A homologous gene of strigolactones repressor protein gene SMXL7/D53, MdSMXL8.2 (GenBank accession No.: MD07G1222400), was cloned from ‘Royal Gala’ apple (Malus × domestica Borkh.) in this study. The sequence analysis revealed that the length of this gene was 3 243 bp, which encoded 1 080 amino acids, and had a protein molecular mass of ∼110 kD. The phylogenetic tree analysis indicated that the MdSMXL8.2 exhibited the highest sequence similarity with Arabidopsis AtSMXL7. The protein conserved domain analysis revealed that the MdSMXL8.2 contained two ClpA domains. The prediction of the secondary and tertiary structures of the MdSMXL8.2 indicated that it contained 34.54% α helix, 3.43% β-sheet, and 11.76% extended chain. The in-silico analysis suggested that the promoter sequence of MdSMXL8.2 contained several typical cis-acting elements, including abscisic acid (ABA), gibberellin (GA), ethylene, auxin, jasmonic acid (JA), salicylic acid (SA), drought, and heat stress-responsive elements. Quantitative real-time (qRT)-PCR analyses revealed that MdSMXL8.2 was expressed in different apple tissues, with the highest transcript level found in the stem. The expression of MdSMXL8.2 was significantly induced by exogenous ABA, PEG and mannitol, while exogenous NaCl significantly inhibited MdSMXL8.2 expression. The growing status of MdSMXL8.2-overexpressed Orin apple callus was worse than the wild type (WT) after NaCl treatment and had a higher malondialdehyde (MDA) content and relative conductance (REC). Additionally, MdSMXL8.2-overexpressed Arabidopsis exhibited shorter root length and a reduction in fresh weight under salt stress, indicating that MdSMXL8.2 negatively regulated salt tolerance in apples.
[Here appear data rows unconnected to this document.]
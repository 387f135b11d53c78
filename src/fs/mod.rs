// src/fs/mod.rs

use std::fmt::Debug;
use std::fs;
use std::io::Read;
use std::path::{Path, PathBuf};

use anyhow::{Context, Result};

pub mod mock;

/// Abstract filesystem interface.
///
/// Used by the controller to check that a script exists before spawning it
/// and by discovery to enumerate script directories.
pub trait FileSystem: Send + Sync + Debug {
    fn open_read(&self, path: &Path) -> Result<Box<dyn Read + Send>>;
    fn is_file(&self, path: &Path) -> bool;
    fn is_dir(&self, path: &Path) -> bool;

    /// Return a list of entries in a directory.
    /// Returns full paths.
    fn read_dir(&self, path: &Path) -> Result<Vec<PathBuf>>;
}

/// Implementation that uses `std::fs`.
#[derive(Debug, Clone, Default)]
pub struct RealFileSystem;

impl FileSystem for RealFileSystem {
    fn open_read(&self, path: &Path) -> Result<Box<dyn Read + Send>> {
        let file = fs::File::open(path).with_context(|| format!("opening file {:?}", path))?;
        Ok(Box::new(file))
    }

    fn is_file(&self, path: &Path) -> bool {
        path.is_file()
    }

    fn is_dir(&self, path: &Path) -> bool {
        path.is_dir()
    }

    fn read_dir(&self, path: &Path) -> Result<Vec<PathBuf>> {
        let mut entries = Vec::new();
        for entry in fs::read_dir(path).with_context(|| format!("reading dir {:?}", path))? {
            let entry = entry?;
            entries.push(entry.path());
        }
        Ok(entries)
    }
}
// src/logging.rs

//! Logging setup for `scriptvisor` using `tracing` + `tracing-subscriber`.
//!
//! Priority for determining the log level:
//! 1. `--log-level` CLI flag (if provided)
//! 2. `SCRIPTVISOR_LOG` environment variable (e.g. "info", "debug")
//! 3. default to `info`
//!
//! Logs are sent to STDERR.

use anyhow::Result;
use tracing_subscriber::fmt;

use crate::cli::LogLevel;

/// Environment variable consulted when no CLI level is given.
pub const LOG_ENV_VAR: &str = "SCRIPTVISOR_LOG";

/// Initialise global logging subscriber.
///
/// Safe to call once at startup.
pub fn init_logging(cli_level: Option<LogLevel>) -> Result<()> {
    let level = resolve_level(cli_level, std::env::var(LOG_ENV_VAR).ok().as_deref());

    fmt()
        .with_max_level(level)
        .with_target(true)
        .with_thread_ids(false)
        .with_thread_names(false)
        .with_writer(std::io::stderr)
        .try_init()
        .map_err(|e| anyhow::anyhow!("installing tracing subscriber: {e}"))?;

    Ok(())
}

fn resolve_level(cli_level: Option<LogLevel>, env_value: Option<&str>) -> tracing::Level {
    match cli_level {
        Some(lvl) => level_from_log_level(lvl),
        None => env_value
            .and_then(parse_level_str)
            .unwrap_or(tracing::Level::INFO),
    }
}

fn level_from_log_level(lvl: LogLevel) -> tracing::Level {
    match lvl {
        LogLevel::Error => tracing::Level::ERROR,
        LogLevel::Warn => tracing::Level::WARN,
        LogLevel::Info => tracing::Level::INFO,
        LogLevel::Debug => tracing::Level::DEBUG,
        LogLevel::Trace => tracing::Level::TRACE,
    }
}

fn parse_level_str(s: &str) -> Option<tracing::Level> {
    match s.trim().to_lowercase().as_str() {
        "error" => Some(tracing::Level::ERROR),
        "warn" | "warning" => Some(tracing::Level::WARN),
        "info" => Some(tracing::Level::INFO),
        "debug" => Some(tracing::Level::DEBUG),
        "trace" => Some(tracing::Level::TRACE),
        _ => None,
    }
}

#[cfg(test)]
mod tests {
    use super::*;

    #[test]
    fn cli_level_wins_over_env() {
        assert_eq!(
            resolve_level(Some(LogLevel::Warn), Some("trace")),
            tracing::Level::WARN
        );
    }

    #[test]
    fn env_level_then_default() {
        assert_eq!(resolve_level(None, Some("Debug")), tracing::Level::DEBUG);
        assert_eq!(resolve_level(None, Some("loud")), tracing::Level::INFO);
        assert_eq!(resolve_level(None, None), tracing::Level::INFO);
    }
}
本研究从'Royal Gala'苹果( Malus  ×  domestica Borkh.)中克隆了独脚金内酯抑制蛋白基因SMXL7/D53的同源基因MdSMXL8.2 (GenBank登录号：MD07G1222400) 。序列分析表明，该基因全长3 243 bp，编码1 080个氨基酸，蛋白质分子量约110 kD。系统发育树分析表明，MdSMXL8.2 与拟南芥AtSMXL7表现出最高的序列相似性。蛋白质保守域分析显示 MdSMXL8.2 包含两个 ClpA 域。MdSMXL8.2 二级和三级结构的预测表明它含有 34.54% 的α螺旋、3.43% 的β-折叠和 11.76% 的延伸链。这计算机分析表明MdSMXL8.2的启动子序列含有几种典型的顺式作用元件，包括脱落酸（ABA）、赤霉素（GA）、乙烯、生长素、茉莉酸（JA）、水杨酸（SA）、干旱, 和热应力响应元件。定量实时 (qRT) -PCR分析显示MdSMXL8.2在不同的苹果组织中表达，在茎中发现的转录水平最高。MdSMXL8.2的表达受外源性ABA、PEG和甘露醇显着诱导，而外源性NaCl显着抑制MdSMXL8.2的表达。MdSMXL8.2的成长状况-过表达的 Orin 苹果愈伤组织在 NaCl 处理后比野生型 (WT) 更差，并且具有更高的丙二醛 (MDA) 含量和相对电导 (REC)。此外，过表达MdSMXL8.2 的拟南芥在盐胁迫下表现出较短的根长和鲜重减少，表明MdSMXL8.2对苹果的耐盐性负调节。